Abstract
Adjustable continence therapy (ProACT) is an underutilized treatment option in men with stress urinary incontinence. The device is placed using a perineal percutaneous tunneled approach. We demonstrate a salvage technique for ProACT placement in a man with a devastated urethra following pelvic trauma and multiple artificial urinary sphincter (AUS) erosions who failed a tunneled approach. Our novel technique has utility in those at high risk for intra-operative trocar injury to the urinary tract with a tunneled approach. An open approach may also be a viable option in high-risk patients who have failed a conventional ProACT approach, male sling, or AUS.
Keywords: ProACT, Male stress urinary incontinence, Devastated urethra
1. Introduction
Male stress urinary incontinence (SUI) can occur following therapy for prostate cancer therapy, with up to 40% of individuals experiencing post-prostatectomy incontinence.1 SUI may also be caused by sphincter dysfunction related to neurologic conditions or pelvic trauma.2 The artificial urinary sphincter (AUS) was the first commercially available treatment for male SUI and remains the gold standard for moderate to severe incontinence in men.3 SUI treatment options have gradually expanded to include passive devices such as the urethral sling and other compressive devices. The adjustable continence therapy (ProACT™) system is a minimally invasive treatment for mild, moderate, and severe SUI that can be adjusted percutaneously and is a passive device in that, unlike the AUS, it requires no active patient manipulation. The ProACT system consists of two silicone balloons placed on each side of the urethra at the level of the bladder neck using a special trocar tunneled across the perineum. Each balloon is attached to an adjustment port which is placed in the inferior scrotum for percutaneous access.4 We describe placement of ProACT device using an open perineal approach in a patient with a devastated urethra due to pelvic trauma and history of multiple AUS erosion who previously failed a tunneled approach.5
2. Case presentation
Our patient is a 53-year-old male with a history of intrinsic sphincter deficiency (ISD) following pelvic fracture from a motor vehicle accident. He has a past medical history of cirrhosis, thrombocytopenia, and lymphedema making him a poor candidate for urinary diversion. He had a bulbar AUS placed 7 years after his injury and had a good outcome for 25 years until he developed recurrent incontinence due to urethral atrophy. The device was replaced, and the cuff downsized, however the scrotal tubing eroded through the skin a year later, requiring device salvage. Subsequently, he had multiple AUS revisions for atrophy and erosion resulting in total incontinence. A detailed AUS surgery timeline is provided below (Fig. 1).
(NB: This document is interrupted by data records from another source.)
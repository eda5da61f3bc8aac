//! glTF 2.0 scene source
//!
//! Reads the document and its buffers (images are left to the sandbox's
//! image decoder) and converts them into the importer's source model:
//!
//! - A synthetic identity root holds the scene's root nodes, so multi-root
//!   scenes flatten like any other tree.
//! - Every primitive becomes one `SourceMesh`; a node referencing a glTF
//!   mesh references all of its primitives.
//! - Triangle strips and fans are expanded to triangle lists. Points and
//!   lines are passed through as 1- and 2-vertex faces, which the flattener
//!   rejects.
//! - Primitives without a material use a default material appended after
//!   the document's own.
//! - Base colour texture and factor map to the diffuse channel, the normal
//!   texture to the normals channel. Only URI images are supported.

use std::path::Path;
use glam::{Mat4, Vec2, Vec3};
use gltf::mesh::Mode;
use graphics_sandbox::sandbox::{Error, Result};
use graphics_sandbox::sandbox::import::{
    Face, SceneSource, SourceMaterial, SourceMesh, SourceNode, SourceScene, TextureChannel,
};
use graphics_sandbox::{engine_debug, engine_warn};

/// Scene source for `.gltf` / `.glb` files
#[derive(Debug, Clone, Copy, Default)]
pub struct GltfSceneSource;

impl GltfSceneSource {
    pub fn new() -> Self {
        Self
    }
}

impl SceneSource for GltfSceneSource {
    fn parse(&self, path: &Path) -> Result<SourceScene> {
        let parse_error = |e: gltf::Error| Error::SceneParseFailure(format!("{}: {}", path.display(), e));

        let gltf::Gltf { document, blob } = gltf::Gltf::open(path).map_err(parse_error)?;
        let base = path.parent().unwrap_or_else(|| Path::new(""));
        let buffers = gltf::import_buffers(&document, Some(base), blob).map_err(parse_error)?;

        let mut builder = SceneBuilder {
            buffers: &buffers,
            meshes: Vec::new(),
            mesh_primitives: Vec::new(),
            default_material: document.materials().len(),
            needs_default_material: false,
        };
        for mesh in document.meshes() {
            builder.add_mesh(&mesh)?;
        }

        let mut materials: Vec<SourceMaterial> = document.materials().map(convert_material).collect();
        if builder.needs_default_material {
            materials.push(SourceMaterial::new("default"));
        }

        let scene = document
            .default_scene()
            .or_else(|| document.scenes().next())
            .ok_or_else(|| Error::SceneParseFailure(format!("{}: document has no scene", path.display())))?;

        let mut root = SourceNode::new(scene.name().unwrap_or("scene"));
        root.children = builder.convert_nodes(&scene, document.nodes().len())?;

        engine_debug!("sandbox::GltfSceneSource",
            "Parsed '{}': {} meshes, {} materials", path.display(), builder.meshes.len(), materials.len());

        Ok(SourceScene {
            root,
            meshes: builder.meshes,
            materials,
        })
    }
}

struct SceneBuilder<'a> {
    buffers: &'a [gltf::buffer::Data],
    meshes: Vec<SourceMesh>,
    /// Source mesh indices per glTF mesh index
    mesh_primitives: Vec<Vec<usize>>,
    default_material: usize,
    needs_default_material: bool,
}

impl SceneBuilder<'_> {
    fn add_mesh(&mut self, mesh: &gltf::Mesh<'_>) -> Result<()> {
        let mesh_name = mesh
            .name()
            .map(str::to_string)
            .unwrap_or_else(|| format!("mesh{}", mesh.index()));
        let primitive_count = mesh.primitives().len();

        let mut indices = Vec::with_capacity(primitive_count);
        for primitive in mesh.primitives() {
            let name = if primitive_count > 1 {
                format!("{}#{}", mesh_name, primitive.index())
            } else {
                mesh_name.clone()
            };
            indices.push(self.meshes.len());
            let source_mesh = self.convert_primitive(name, &primitive)?;
            self.meshes.push(source_mesh);
        }
        self.mesh_primitives.push(indices);
        Ok(())
    }

    fn convert_primitive(&mut self, name: String, primitive: &gltf::Primitive<'_>) -> Result<SourceMesh> {
        let buffers = self.buffers;
        let reader = primitive.reader(|buffer| buffers.get(buffer.index()).map(|data| &data.0[..]));

        let positions: Vec<Vec3> = reader
            .read_positions()
            .ok_or_else(|| Error::SceneParseFailure(format!("primitive '{}' has no positions", name)))?
            .map(Vec3::from_array)
            .collect();
        let tex_coords = reader
            .read_tex_coords(0)
            .map(|coords| coords.into_f32().map(Vec2::from_array).collect());
        let normals = reader
            .read_normals()
            .map(|normals| normals.map(Vec3::from_array).collect());
        // xyz only, w carries handedness
        let tangents = reader
            .read_tangents()
            .map(|tangents| tangents.map(|[x, y, z, _]| Vec3::new(x, y, z)).collect());

        let indices: Vec<u32> = match reader.read_indices() {
            Some(indices) => indices.into_u32().collect(),
            None => (0..positions.len() as u32).collect(),
        };
        let faces = faces_for_mode(primitive.mode(), &indices);

        let material_index = match primitive.material().index() {
            Some(index) => index,
            None => {
                self.needs_default_material = true;
                self.default_material
            }
        };

        Ok(SourceMesh {
            name,
            positions,
            tex_coords,
            normals,
            tangents,
            faces,
            material_index,
        })
    }

    /// Convert the node trees under the scene's roots
    ///
    /// glTF requires node hierarchies to be disjoint trees. A node reached
    /// twice (shared child, repeated child index, cycle) fails the parse.
    fn convert_nodes(&self, scene: &gltf::Scene<'_>, node_count: usize) -> Result<Vec<SourceNode>> {
        // Pre-order walk, each node visited once
        let mut visited = vec![false; node_count];
        let mut order = Vec::new();
        let mut stack: Vec<gltf::Node<'_>> = scene.nodes().collect();
        stack.reverse();
        while let Some(node) = stack.pop() {
            let index = node.index();
            match visited.get_mut(index) {
                Some(seen) if !*seen => *seen = true,
                Some(_) => {
                    return Err(Error::SceneParseFailure(format!(
                        "node {} has more than one parent",
                        index
                    )));
                }
                None => {
                    return Err(Error::SceneParseFailure(format!("node {} does not exist", index)));
                }
            }
            let first_child = stack.len();
            stack.extend(node.children());
            stack[first_child..].reverse();
            order.push(node);
        }

        // Build bottom-up: every descendant follows its ancestor in pre-order
        let mut converted: Vec<Option<SourceNode>> = (0..node_count).map(|_| None).collect();
        for node in order.iter().rev() {
            let mut source = self.convert_node(node);
            source.children = node
                .children()
                .filter_map(|child| converted[child.index()].take())
                .collect();
            converted[node.index()] = Some(source);
        }
        Ok(scene
            .nodes()
            .filter_map(|node| converted[node.index()].take())
            .collect())
    }

    /// A node with its transform and meshes, without children
    fn convert_node(&self, node: &gltf::Node<'_>) -> SourceNode {
        let name = node
            .name()
            .map(str::to_string)
            .unwrap_or_else(|| format!("node{}", node.index()));
        let mut converted = SourceNode::new(name)
            .with_transform(Mat4::from_cols_array_2d(&node.transform().matrix()));

        if let Some(mesh) = node.mesh() {
            if let Some(primitives) = self.mesh_primitives.get(mesh.index()) {
                converted.meshes.extend_from_slice(primitives);
            }
        }
        converted
    }
}

/// Faces for a primitive's index list
fn faces_for_mode(mode: Mode, indices: &[u32]) -> Vec<Face> {
    let face = |slice: &[u32]| Face { indices: slice.to_vec() };
    match mode {
        Mode::Triangles => indices.chunks(3).map(face).collect(),
        Mode::TriangleStrip => (0..indices.len().saturating_sub(2))
            .map(|i| {
                // Odd triangles swap their first two vertices to keep the winding
                if i % 2 == 0 {
                    Face::triangle(indices[i], indices[i + 1], indices[i + 2])
                } else {
                    Face::triangle(indices[i + 1], indices[i], indices[i + 2])
                }
            })
            .collect(),
        Mode::TriangleFan => (1..indices.len().saturating_sub(1))
            .map(|i| Face::triangle(indices[0], indices[i], indices[i + 1]))
            .collect(),
        Mode::Points => indices.chunks(1).map(face).collect(),
        Mode::Lines => indices.chunks(2).map(face).collect(),
        Mode::LineStrip => indices.windows(2).map(face).collect(),
        Mode::LineLoop => {
            let mut faces: Vec<Face> = indices.windows(2).map(face).collect();
            if let (Some(&first), Some(&last)) = (indices.first(), indices.last()) {
                if indices.len() > 2 {
                    faces.push(Face { indices: vec![last, first] });
                }
            }
            faces
        }
    }
}

fn convert_material(material: gltf::Material<'_>) -> SourceMaterial {
    let name = material
        .name()
        .map(str::to_string)
        .unwrap_or_else(|| format!("material{}", material.index().unwrap_or(0)));
    let pbr = material.pbr_metallic_roughness();

    let mut converted = SourceMaterial::new(name);
    converted.base_color = Some(pbr.base_color_factor());

    if let Some(info) = pbr.base_color_texture() {
        if let Some(uri) = image_uri(&converted.name, &info.texture()) {
            converted.textures.insert(TextureChannel::Diffuse, uri);
        }
    }
    if let Some(normal) = material.normal_texture() {
        if let Some(uri) = image_uri(&converted.name, &normal.texture()) {
            converted.textures.insert(TextureChannel::Normals, uri);
        }
    }
    converted
}

/// Relative path of a texture's image, if it is stored as an external file
fn image_uri(material: &str, texture: &gltf::Texture<'_>) -> Option<String> {
    match texture.source().source() {
        gltf::image::Source::Uri { uri, .. } if !uri.starts_with("data:") => Some(uri.to_string()),
        _ => {
            engine_warn!("sandbox::GltfSceneSource",
                "Material '{}': embedded image {} not supported, slot left empty",
                material, texture.source().index());
            None
        }
    }
}

#[cfg(test)]
#[path = "gltf_source_tests.rs"]
mod tests;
After multiple erosions and a discussion of remaining treatment options, the patient elected to undergo ProACT using the standard tunneled technique.4 A detailed ProACT surgery timeline is provided below (Fig. 2). Post-operatively, the patient had minimal improvement, and the balloons were noted to be in a suboptimal position inferior to the urethra (Fig. 3a, Fig. 3b). The patient then had a bilateral revision in the standard fashion. During the revision, the right-sided balloon was successfully removed and replaced; the left-sided balloon was removed, but a new balloon could not be successfully placed due to urethral injury from the trocar, which prohibited safe placement. Subsequent retrograde urethrogram showed no urethral extravasation and optimal balloon position on the right side. Given the patient's limited options and failed percutaneous approach on the left, a decision was made to proceed with an open perineal placement to achieve safe and optimal positioning of the left-sided balloon.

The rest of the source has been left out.